Laetoli Steps’ second album Banyan yet again showcases Rich Cramp’s clear talent for writing infectious pop-tinged folk music. ‘Foolish to Follow’ opens the album with gusto, launching the listener into the summer, combining bright guitars with a breezy string section. A great feel-good song, it would not be a surprise if this was the single to launch the band into the mainstream. The change in direction halfway through is well executed but if I was to have one criticism, it would be that it went on a bit too long.
Now I don’t know about you, but I love a good old harmonica interlude. So when ‘Drive’ kicked in, I was immediately hooked. It proved a lovely introduction for a sweet, thoughtful ballad. Cramp’s effortless vocals coupled with wistful lyrics and subtle, yet intricate guitars make ‘Drive’ one of the standout tracks on Banyan.

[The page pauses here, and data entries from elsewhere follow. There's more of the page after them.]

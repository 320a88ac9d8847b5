//! SMTP response parser.
//!
//! Replies arrive one CRLF-terminated line at a time:
//! - Single: `250 OK\r\n`
//! - Multi: `250-First line\r\n250-Second line\r\n250 Last line\r\n`
//!
//! [`ReplyAssembler`] folds lines into complete [`Reply`] values so the
//! connection layer never has to look at separators itself.

use crate::error::{Error, Result};
use crate::types::{Reply, ReplyCode};

/// One parsed reply line.
#[derive(Debug, Clone, Copy, PartialEq, Eq)]
pub struct ReplyLine<'a> {
    /// Three-digit reply code.
    pub code: u16,
    /// `true` for `NNN text`, `false` for `NNN-text`.
    pub is_last: bool,
    /// Text after the separator.
    pub text: &'a str,
}

/// Parses a single reply line (CRLF already stripped).
///
/// The line must match `^\d{3}[ -]`.
///
/// # Errors
///
/// Returns [`Error::MalformedResponse`] for anything else.
pub fn parse_line(line: &str) -> Result<ReplyLine<'_>> {
    let bytes = line.as_bytes();
    if bytes.len() < 4 || !bytes[..3].iter().all(u8::is_ascii_digit) {
        return Err(Error::MalformedResponse(line.to_string()));
    }

    let is_last = match bytes[3] {
        b' ' => true,
        b'-' => false,
        _ => return Err(Error::MalformedResponse(line.to_string())),
    };

    let code = line[..3]
        .parse::<u16>()
        .map_err(|_| Error::MalformedResponse(line.to_string()))?;

    Ok(ReplyLine {
        code,
        is_last,
        text: &line[4..],
    })
}

/// Accumulates reply lines until a terminating line completes the reply.
#[derive(Debug, Default)]
pub struct ReplyAssembler {
    lines: Vec<String>,
}

impl ReplyAssembler {
    /// Creates an empty assembler.
    #[must_use]
    pub const fn new() -> Self {
        Self { lines: Vec::new() }
    }

    /// Feeds one line. Returns the finished reply once the last line arrives.
    ///
    /// The code of the terminating line is the code of the reply.
    ///
    /// # Errors
    ///
    /// Returns [`Error::MalformedResponse`] if the line is not a reply line.
    pub fn push(&mut self, line: &str) -> Result<Option<Reply>> {
        let parsed = parse_line(line)?;
        self.lines.push(parsed.text.to_string());

        if parsed.is_last {
            let lines = std::mem::take(&mut self.lines);
            Ok(Some(Reply::new(ReplyCode::new(parsed.code), lines)))
        } else {
            Ok(None)
        }
    }

    /// Returns true if some continuation lines have been seen.
    #[must_use]
    pub fn is_partial(&self) -> bool {
        !self.lines.is_empty()
    }
}
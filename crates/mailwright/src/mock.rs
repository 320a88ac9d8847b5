//! In-memory backend for tests.

use std::fmt;
use std::sync::{Mutex, MutexGuard, PoisonError};

use async_trait::async_trait;
use mailwright_mime::Message;

use crate::config::{MessageDefaults, MockConfig};
use crate::error::DeliveryError;
use crate::mailer::Mailer;

/// Stores delivered messages instead of sending them.
#[derive(Debug, Default)]
pub struct MockMailer {
    config: MockConfig,
    messages: Mutex<Vec<Message>>,
}

impl MockMailer {
    /// Creates a mailer from its configuration.
    #[must_use]
    pub fn new(config: MockConfig) -> Self {
        Self {
            config,
            messages: Mutex::new(Vec::new()),
        }
    }

    fn lock(&self) -> MutexGuard<'_, Vec<Message>> {
        // A panic while holding the lock cannot leave the Vec half-updated.
        self.messages.lock().unwrap_or_else(PoisonError::into_inner)
    }

    /// Copies of the messages delivered so far.
    #[must_use]
    pub fn messages(&self) -> Vec<Message> {
        self.lock().clone()
    }

    /// Removes and returns the delivered messages.
    #[must_use]
    pub fn take_messages(&self) -> Vec<Message> {
        std::mem::take(&mut *self.lock())
    }
}

#[async_trait]
impl Mailer for MockMailer {
    fn message_defaults(&self) -> &MessageDefaults {
        &self.config.message_defaults
    }

    async fn deliver(&self, messages: Vec<Message>) -> Result<(), DeliveryError> {
        self.lock().extend(messages);
        Ok(())
    }
}

impl fmt::Display for MockMailer {
    fn fmt(&self, f: &mut fmt::Formatter<'_>) -> fmt::Result {
        f.write_str("MockMailer()")
    }
}
//! Error types for mail dispatch.

use mailwright_mime::Message;
use thiserror::Error;

/// Errors that can occur while configuring mailers or delivering mail.
#[derive(Debug, Error)]
pub enum Error {
    /// SMTP protocol or transport failure.
    #[error(transparent)]
    Smtp(#[from] mailwright_smtp::Error),

    /// Message construction failed.
    #[error(transparent)]
    Mime(#[from] mailwright_mime::Error),

    /// Serialization/deserialization error.
    #[error("Serialization error: {0}")]
    Serde(#[from] serde_json::Error),

    /// I/O error.
    #[error("I/O error: {0}")]
    Io(#[from] std::io::Error),

    /// Configuration error.
    #[error("Configuration error: {0}")]
    Config(String),

    /// The sendmail executable exited with an error; holds its stderr output.
    #[error("{0}")]
    Sendmail(String),

    /// No backend is registered under this name.
    #[error("Unknown mailer backend: {0:?}")]
    UnknownBackend(String),
}

impl Error {
    /// Returns the SMTP reply code if the server rejected a command.
    #[must_use]
    pub const fn reply_code(&self) -> Option<u16> {
        match self {
            Self::Smtp(err) => err.reply_code(),
            _ => None,
        }
    }
}

/// Result type alias using our Error type.
pub type Result<T> = std::result::Result<T, Error>;

/// A failed delivery, with the message that could not be sent when one is
/// known.
#[derive(Debug, Error)]
#[error("error sending mail message: {error}")]
pub struct DeliveryError {
    #[source]
    error: Error,
    message: Option<Box<Message>>,
}

impl DeliveryError {
    /// Creates a delivery error, optionally attached to a message.
    #[must_use]
    pub fn new(error: impl Into<Error>, message: Option<Message>) -> Self {
        Self {
            error: error.into(),
            message: message.map(Box::new),
        }
    }

    /// The underlying cause.
    #[must_use]
    pub const fn error(&self) -> &Error {
        &self.error
    }

    /// The message whose delivery failed.
    #[must_use]
    pub fn message(&self) -> Option<&Message> {
        self.message.as_deref()
    }

    /// Takes the failed message back, e.g. to queue it again.
    #[must_use]
    pub fn into_message(self) -> Option<Message> {
        self.message.map(|message| *message)
    }

    /// Splits the error into its cause and message.
    #[must_use]
    pub fn into_parts(self) -> (Error, Option<Message>) {
        (self.error, self.message.map(|message| *message))
    }

    /// SMTP reply code of the rejection, if the server sent one.
    #[must_use]
    pub const fn reply_code(&self) -> Option<u16> {
        self.error.reply_code()
    }
}

impl From<Error> for DeliveryError {
    fn from(error: Error) -> Self {
        Self {
            error,
            message: None,
        }
    }
}

impl From<mailwright_smtp::Error> for DeliveryError {
    fn from(error: mailwright_smtp::Error) -> Self {
        Error::from(error).into()
    }
}

impl From<mailwright_mime::Error> for DeliveryError {
    fn from(error: mailwright_mime::Error) -> Self {
        Error::from(error).into()
    }
}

Other notable tracks on the album include the tender, broody ‘Here Songs Wait’. Beautiful, pensive lyrics and gorgeous harmonies (not to mention my old friend, the harmonica) make for a wonderful musical moment. And the country-style guitars give it a new edge.
‘Cut Off Them Fins’ is a breathtaking ending to the album. The ‘Stairway to Heaven’-esque guitars, plus Cramp’s vulnerable yet mesmerising vocals make this my personal favourite on Banyan.
The whole album is wistful and sweet, creating a great sense of comfort to the listener through its warm sounds and romantic storytelling. Though Cramp’s forte lies in slow brooding balladry, I would have liked to hear more uplifting numbers like the opening track. Banyan as an album might not set the world on fire, but it will certainly warm your hearts.